#### [THE TASK]
Using the material below, return exactly the lines between the one holding "pub async fn total_planned(&self)" and the one holding "pub async fn reset_all(&self)", inclusive, and no others.

[Opening DATASET RECORDS section]

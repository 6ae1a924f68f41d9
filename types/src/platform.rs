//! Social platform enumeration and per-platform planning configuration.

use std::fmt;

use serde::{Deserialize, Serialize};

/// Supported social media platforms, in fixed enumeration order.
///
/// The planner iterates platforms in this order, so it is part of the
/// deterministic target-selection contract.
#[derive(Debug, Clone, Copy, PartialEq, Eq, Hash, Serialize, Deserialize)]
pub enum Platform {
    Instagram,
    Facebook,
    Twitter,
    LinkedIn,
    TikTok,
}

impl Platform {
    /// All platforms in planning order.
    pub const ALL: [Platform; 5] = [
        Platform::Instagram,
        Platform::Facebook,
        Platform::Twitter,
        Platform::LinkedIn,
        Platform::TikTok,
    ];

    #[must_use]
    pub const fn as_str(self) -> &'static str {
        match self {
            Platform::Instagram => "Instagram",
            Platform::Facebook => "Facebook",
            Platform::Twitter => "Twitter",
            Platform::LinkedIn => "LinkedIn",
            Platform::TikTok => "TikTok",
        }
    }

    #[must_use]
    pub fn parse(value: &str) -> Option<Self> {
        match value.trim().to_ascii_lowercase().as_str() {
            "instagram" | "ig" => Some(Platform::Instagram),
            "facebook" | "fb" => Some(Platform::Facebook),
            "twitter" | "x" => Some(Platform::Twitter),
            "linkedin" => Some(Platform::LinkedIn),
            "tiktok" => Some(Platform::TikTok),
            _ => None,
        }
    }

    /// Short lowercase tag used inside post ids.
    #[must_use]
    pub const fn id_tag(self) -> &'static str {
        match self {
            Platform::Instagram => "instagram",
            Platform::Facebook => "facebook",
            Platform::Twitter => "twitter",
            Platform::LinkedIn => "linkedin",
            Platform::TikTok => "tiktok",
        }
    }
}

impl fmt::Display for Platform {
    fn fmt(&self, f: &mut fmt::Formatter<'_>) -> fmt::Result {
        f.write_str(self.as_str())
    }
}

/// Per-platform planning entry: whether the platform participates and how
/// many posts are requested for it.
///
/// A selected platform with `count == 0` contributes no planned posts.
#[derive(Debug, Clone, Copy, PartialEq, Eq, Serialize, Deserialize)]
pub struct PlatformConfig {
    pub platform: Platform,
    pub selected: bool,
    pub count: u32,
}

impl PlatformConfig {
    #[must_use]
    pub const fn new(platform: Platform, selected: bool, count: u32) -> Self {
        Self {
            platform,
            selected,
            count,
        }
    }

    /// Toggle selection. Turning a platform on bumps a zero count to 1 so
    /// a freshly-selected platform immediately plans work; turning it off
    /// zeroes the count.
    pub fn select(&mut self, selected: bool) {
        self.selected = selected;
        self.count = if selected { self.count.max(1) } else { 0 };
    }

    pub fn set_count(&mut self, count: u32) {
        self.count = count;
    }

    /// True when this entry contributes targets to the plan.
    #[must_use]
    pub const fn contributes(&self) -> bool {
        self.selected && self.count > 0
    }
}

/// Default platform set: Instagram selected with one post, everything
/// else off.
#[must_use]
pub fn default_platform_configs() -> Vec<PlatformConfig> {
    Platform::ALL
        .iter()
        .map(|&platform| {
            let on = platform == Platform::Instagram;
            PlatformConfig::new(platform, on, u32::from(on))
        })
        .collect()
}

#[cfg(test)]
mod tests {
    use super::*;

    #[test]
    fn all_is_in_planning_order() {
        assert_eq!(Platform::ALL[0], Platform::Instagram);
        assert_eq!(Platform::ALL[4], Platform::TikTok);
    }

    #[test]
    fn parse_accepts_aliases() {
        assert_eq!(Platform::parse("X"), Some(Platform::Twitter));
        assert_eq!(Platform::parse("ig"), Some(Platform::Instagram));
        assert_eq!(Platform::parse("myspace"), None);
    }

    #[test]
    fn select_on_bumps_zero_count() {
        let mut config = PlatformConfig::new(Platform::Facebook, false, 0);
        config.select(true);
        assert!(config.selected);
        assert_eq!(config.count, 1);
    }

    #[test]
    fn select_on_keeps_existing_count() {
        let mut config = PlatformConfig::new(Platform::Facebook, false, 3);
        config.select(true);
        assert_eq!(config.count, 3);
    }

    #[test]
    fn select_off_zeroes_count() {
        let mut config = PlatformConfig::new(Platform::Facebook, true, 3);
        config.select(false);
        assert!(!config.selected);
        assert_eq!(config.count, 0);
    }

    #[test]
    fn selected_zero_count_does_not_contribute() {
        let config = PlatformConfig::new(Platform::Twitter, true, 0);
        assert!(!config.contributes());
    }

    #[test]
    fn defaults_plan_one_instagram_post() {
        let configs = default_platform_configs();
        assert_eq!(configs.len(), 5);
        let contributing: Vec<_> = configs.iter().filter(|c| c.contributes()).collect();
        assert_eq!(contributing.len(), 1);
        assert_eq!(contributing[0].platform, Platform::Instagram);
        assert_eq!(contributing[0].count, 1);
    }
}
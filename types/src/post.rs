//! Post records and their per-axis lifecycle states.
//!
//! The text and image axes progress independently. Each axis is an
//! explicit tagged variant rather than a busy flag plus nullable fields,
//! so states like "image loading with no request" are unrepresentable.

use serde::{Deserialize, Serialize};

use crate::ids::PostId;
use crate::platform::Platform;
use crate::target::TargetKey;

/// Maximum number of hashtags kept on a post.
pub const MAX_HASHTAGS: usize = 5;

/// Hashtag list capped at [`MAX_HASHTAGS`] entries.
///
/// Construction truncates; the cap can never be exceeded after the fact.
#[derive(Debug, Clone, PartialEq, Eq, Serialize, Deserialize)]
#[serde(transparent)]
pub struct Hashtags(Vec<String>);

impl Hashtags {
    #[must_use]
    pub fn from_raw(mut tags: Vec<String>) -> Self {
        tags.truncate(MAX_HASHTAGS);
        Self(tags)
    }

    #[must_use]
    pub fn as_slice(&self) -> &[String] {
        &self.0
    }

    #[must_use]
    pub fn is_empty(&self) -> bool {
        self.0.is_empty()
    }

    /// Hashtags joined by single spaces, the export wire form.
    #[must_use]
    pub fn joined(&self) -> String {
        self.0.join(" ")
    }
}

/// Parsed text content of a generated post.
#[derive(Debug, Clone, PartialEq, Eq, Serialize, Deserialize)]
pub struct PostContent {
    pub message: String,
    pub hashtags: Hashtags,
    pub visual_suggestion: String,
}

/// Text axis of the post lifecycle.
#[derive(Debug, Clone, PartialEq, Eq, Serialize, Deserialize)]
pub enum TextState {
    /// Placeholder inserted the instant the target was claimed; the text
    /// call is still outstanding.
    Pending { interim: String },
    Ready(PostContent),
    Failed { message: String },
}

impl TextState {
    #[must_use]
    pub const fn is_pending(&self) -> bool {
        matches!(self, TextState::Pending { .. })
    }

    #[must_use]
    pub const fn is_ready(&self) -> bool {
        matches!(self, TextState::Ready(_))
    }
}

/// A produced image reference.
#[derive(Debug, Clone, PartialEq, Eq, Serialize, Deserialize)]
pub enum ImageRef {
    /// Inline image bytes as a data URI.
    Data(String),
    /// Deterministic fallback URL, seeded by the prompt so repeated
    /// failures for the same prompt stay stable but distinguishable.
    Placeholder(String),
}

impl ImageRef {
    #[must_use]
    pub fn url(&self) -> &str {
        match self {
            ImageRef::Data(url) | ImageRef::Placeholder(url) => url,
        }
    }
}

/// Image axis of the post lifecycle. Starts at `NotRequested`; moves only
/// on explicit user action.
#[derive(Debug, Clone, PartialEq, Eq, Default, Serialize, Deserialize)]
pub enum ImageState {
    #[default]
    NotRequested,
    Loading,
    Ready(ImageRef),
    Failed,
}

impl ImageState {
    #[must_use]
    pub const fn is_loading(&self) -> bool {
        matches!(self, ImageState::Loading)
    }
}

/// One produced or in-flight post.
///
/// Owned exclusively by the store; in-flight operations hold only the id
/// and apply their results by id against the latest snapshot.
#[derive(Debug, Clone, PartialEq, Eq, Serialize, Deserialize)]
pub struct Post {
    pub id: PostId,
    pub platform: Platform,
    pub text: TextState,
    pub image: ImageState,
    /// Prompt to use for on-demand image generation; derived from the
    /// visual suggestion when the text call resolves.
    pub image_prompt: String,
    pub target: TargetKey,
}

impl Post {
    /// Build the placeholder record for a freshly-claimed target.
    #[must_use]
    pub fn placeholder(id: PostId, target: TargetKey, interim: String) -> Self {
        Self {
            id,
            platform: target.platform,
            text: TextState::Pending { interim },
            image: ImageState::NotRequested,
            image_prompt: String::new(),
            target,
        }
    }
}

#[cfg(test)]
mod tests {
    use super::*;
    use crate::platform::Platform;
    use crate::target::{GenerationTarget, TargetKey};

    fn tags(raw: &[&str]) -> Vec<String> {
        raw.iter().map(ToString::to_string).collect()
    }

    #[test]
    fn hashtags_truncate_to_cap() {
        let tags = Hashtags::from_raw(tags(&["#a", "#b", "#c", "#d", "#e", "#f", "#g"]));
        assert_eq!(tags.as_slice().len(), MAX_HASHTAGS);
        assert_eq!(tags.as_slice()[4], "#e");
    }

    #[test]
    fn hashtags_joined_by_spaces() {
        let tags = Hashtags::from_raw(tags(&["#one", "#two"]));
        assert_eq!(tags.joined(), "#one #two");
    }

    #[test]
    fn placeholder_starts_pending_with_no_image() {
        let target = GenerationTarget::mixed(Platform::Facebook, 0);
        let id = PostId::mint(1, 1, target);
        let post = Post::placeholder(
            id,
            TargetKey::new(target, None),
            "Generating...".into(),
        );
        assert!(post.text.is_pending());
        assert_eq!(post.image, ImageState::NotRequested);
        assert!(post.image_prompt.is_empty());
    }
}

[Closing DATASET RECORDS section]
[Opening DATASET RECORDS section]

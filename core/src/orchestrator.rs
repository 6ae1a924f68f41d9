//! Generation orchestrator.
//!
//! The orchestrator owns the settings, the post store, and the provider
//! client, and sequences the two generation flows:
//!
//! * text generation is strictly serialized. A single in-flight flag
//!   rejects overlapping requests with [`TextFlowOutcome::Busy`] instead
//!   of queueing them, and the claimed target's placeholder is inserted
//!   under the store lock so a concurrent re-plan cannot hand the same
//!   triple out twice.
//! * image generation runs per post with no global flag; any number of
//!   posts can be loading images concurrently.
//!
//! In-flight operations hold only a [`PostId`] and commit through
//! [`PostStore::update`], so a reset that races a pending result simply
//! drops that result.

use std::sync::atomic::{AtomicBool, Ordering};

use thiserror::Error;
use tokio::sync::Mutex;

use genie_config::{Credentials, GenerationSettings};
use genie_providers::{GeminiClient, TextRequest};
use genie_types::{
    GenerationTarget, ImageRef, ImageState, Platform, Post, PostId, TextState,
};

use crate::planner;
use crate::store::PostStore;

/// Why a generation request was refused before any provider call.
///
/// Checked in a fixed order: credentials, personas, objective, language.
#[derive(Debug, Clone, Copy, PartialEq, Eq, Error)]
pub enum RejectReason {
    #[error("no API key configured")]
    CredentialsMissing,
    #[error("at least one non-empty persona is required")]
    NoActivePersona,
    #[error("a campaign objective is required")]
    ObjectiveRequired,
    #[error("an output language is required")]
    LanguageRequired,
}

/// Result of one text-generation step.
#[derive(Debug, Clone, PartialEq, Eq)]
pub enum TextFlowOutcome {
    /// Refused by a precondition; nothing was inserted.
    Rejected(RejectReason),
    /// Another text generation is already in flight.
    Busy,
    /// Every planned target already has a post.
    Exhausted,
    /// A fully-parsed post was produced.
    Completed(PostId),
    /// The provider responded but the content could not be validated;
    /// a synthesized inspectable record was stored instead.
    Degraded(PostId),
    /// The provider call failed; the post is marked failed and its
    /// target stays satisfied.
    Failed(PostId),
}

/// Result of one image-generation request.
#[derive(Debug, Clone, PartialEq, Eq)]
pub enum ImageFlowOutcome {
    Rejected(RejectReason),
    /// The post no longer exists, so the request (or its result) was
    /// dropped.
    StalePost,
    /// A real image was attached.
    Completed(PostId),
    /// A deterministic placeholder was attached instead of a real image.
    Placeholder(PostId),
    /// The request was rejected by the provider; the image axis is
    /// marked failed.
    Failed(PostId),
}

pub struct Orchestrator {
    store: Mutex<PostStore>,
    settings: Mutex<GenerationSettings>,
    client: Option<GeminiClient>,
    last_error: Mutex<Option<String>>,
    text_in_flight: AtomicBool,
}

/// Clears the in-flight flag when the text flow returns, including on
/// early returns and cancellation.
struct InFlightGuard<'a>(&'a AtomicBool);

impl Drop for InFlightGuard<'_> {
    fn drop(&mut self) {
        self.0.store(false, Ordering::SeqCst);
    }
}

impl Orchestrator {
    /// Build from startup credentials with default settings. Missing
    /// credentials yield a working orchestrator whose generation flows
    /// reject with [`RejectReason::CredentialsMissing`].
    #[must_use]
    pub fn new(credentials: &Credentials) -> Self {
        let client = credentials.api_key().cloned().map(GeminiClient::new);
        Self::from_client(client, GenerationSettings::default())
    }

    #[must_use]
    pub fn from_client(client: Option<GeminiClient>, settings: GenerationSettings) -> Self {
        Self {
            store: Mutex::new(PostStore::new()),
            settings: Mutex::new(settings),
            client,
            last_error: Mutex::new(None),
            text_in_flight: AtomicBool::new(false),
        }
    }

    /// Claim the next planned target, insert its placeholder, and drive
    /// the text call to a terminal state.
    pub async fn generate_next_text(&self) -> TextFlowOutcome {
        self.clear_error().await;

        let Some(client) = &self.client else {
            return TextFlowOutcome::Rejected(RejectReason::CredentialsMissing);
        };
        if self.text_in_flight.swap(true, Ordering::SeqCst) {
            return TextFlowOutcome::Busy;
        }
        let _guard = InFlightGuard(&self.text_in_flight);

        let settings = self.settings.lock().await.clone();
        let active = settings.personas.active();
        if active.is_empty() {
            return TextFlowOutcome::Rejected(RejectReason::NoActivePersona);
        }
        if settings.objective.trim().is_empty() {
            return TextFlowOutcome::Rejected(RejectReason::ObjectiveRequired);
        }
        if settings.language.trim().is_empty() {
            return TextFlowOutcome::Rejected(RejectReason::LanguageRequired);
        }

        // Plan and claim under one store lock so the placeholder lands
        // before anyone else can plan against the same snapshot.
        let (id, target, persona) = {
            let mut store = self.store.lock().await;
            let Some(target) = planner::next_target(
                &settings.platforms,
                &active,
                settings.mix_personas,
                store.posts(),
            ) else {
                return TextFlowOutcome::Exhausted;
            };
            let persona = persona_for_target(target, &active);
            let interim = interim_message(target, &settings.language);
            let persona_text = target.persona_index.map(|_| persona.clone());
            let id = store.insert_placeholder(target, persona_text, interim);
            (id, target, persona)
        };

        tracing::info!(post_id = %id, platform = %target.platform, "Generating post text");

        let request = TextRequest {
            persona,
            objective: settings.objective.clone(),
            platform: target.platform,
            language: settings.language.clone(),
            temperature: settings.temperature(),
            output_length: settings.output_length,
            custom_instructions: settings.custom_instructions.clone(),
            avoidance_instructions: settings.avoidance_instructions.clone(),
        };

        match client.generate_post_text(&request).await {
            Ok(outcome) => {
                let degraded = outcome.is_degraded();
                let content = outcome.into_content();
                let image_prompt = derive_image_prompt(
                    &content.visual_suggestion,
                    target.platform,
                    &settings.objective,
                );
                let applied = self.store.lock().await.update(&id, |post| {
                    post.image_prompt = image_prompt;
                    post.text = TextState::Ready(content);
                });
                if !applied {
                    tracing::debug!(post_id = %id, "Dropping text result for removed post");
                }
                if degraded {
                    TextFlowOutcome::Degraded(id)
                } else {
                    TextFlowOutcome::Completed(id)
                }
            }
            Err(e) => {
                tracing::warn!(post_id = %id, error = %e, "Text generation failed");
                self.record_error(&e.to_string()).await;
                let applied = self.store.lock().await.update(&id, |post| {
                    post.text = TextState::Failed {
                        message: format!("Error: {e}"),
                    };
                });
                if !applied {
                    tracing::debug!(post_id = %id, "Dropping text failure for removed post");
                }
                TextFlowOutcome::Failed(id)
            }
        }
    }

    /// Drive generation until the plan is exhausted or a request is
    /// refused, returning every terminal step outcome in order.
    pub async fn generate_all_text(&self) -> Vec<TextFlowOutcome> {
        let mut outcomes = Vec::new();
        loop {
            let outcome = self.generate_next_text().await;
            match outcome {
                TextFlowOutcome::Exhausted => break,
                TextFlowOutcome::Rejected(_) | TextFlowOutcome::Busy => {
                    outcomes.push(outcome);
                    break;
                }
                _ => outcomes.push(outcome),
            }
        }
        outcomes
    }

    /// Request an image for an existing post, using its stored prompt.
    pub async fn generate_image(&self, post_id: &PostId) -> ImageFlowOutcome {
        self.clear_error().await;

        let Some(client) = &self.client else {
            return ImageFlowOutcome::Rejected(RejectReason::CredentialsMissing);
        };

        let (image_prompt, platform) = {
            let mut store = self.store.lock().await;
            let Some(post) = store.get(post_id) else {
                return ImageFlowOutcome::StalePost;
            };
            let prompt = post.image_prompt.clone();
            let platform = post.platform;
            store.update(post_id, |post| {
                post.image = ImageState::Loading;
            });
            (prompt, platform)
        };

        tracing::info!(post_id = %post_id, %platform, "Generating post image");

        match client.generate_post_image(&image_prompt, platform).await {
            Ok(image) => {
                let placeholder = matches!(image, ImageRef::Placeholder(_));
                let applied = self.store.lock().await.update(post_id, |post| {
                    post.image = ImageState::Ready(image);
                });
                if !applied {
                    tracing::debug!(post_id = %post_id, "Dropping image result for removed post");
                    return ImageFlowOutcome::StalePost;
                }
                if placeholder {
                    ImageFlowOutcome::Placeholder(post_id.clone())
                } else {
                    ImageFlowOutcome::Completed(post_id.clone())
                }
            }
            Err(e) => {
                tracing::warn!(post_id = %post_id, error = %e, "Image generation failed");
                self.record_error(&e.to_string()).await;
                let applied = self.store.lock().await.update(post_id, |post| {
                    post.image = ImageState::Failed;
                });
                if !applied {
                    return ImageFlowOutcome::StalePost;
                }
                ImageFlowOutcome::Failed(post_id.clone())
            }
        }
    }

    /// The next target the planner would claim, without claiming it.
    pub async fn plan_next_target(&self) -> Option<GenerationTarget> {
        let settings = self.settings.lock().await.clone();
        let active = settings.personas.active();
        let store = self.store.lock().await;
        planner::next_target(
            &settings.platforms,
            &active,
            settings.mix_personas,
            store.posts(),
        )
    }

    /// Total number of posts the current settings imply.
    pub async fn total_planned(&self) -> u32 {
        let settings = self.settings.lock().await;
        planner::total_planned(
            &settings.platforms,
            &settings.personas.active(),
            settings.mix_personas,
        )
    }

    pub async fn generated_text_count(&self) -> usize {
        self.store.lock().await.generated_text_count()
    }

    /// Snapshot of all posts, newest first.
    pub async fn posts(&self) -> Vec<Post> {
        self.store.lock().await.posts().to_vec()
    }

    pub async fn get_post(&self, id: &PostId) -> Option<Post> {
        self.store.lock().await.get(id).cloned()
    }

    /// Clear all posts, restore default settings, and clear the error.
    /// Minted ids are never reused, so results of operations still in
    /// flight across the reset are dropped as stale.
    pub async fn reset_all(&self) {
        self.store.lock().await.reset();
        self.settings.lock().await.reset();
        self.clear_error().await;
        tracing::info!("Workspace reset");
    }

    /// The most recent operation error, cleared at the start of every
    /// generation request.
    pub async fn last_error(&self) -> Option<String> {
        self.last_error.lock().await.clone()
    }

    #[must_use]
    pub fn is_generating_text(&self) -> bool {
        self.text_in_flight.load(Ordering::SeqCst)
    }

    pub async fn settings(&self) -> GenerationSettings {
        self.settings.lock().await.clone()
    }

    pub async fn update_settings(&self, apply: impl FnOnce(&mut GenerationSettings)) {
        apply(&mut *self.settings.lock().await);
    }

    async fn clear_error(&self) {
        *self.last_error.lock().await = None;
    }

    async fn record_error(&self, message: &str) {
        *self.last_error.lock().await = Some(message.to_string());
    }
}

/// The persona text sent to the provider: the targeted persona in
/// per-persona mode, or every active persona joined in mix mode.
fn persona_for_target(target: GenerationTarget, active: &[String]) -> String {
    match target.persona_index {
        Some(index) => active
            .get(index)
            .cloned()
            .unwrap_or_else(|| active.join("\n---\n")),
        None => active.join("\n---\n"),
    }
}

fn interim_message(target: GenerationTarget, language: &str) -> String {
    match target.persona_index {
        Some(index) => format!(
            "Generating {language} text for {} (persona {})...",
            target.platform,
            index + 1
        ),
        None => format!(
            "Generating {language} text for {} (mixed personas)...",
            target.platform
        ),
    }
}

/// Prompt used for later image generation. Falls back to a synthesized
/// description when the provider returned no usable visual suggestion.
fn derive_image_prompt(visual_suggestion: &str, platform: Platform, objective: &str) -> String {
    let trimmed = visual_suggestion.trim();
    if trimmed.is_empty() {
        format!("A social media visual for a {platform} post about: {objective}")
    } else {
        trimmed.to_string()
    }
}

[Closing DATASET RECORDS section]

#### [TASK OUTPUT]
    pub async fn total_planned(&self) -> u32 {
        let settings = self.settings.lock().await;
        planner::total_planned(
            &settings.platforms,
            &settings.personas.active(),
            settings.mix_personas,
        )
    }

    pub async fn generated_text_count(&self) -> usize {
        self.store.lock().await.generated_text_count()
    }

    /// Snapshot of all posts, newest first.
    pub async fn posts(&self) -> Vec<Post> {
        self.store.lock().await.posts().to_vec()
    }

    pub async fn get_post(&self, id: &PostId) -> Option<Post> {
        self.store.lock().await.get(id).cloned()
    }

    /// Clear all posts, restore default settings, and clear the error.
    /// Minted ids are never reused, so results of operations still in
    /// flight across the reset are dropped as stale.
    pub async fn reset_all(&self) {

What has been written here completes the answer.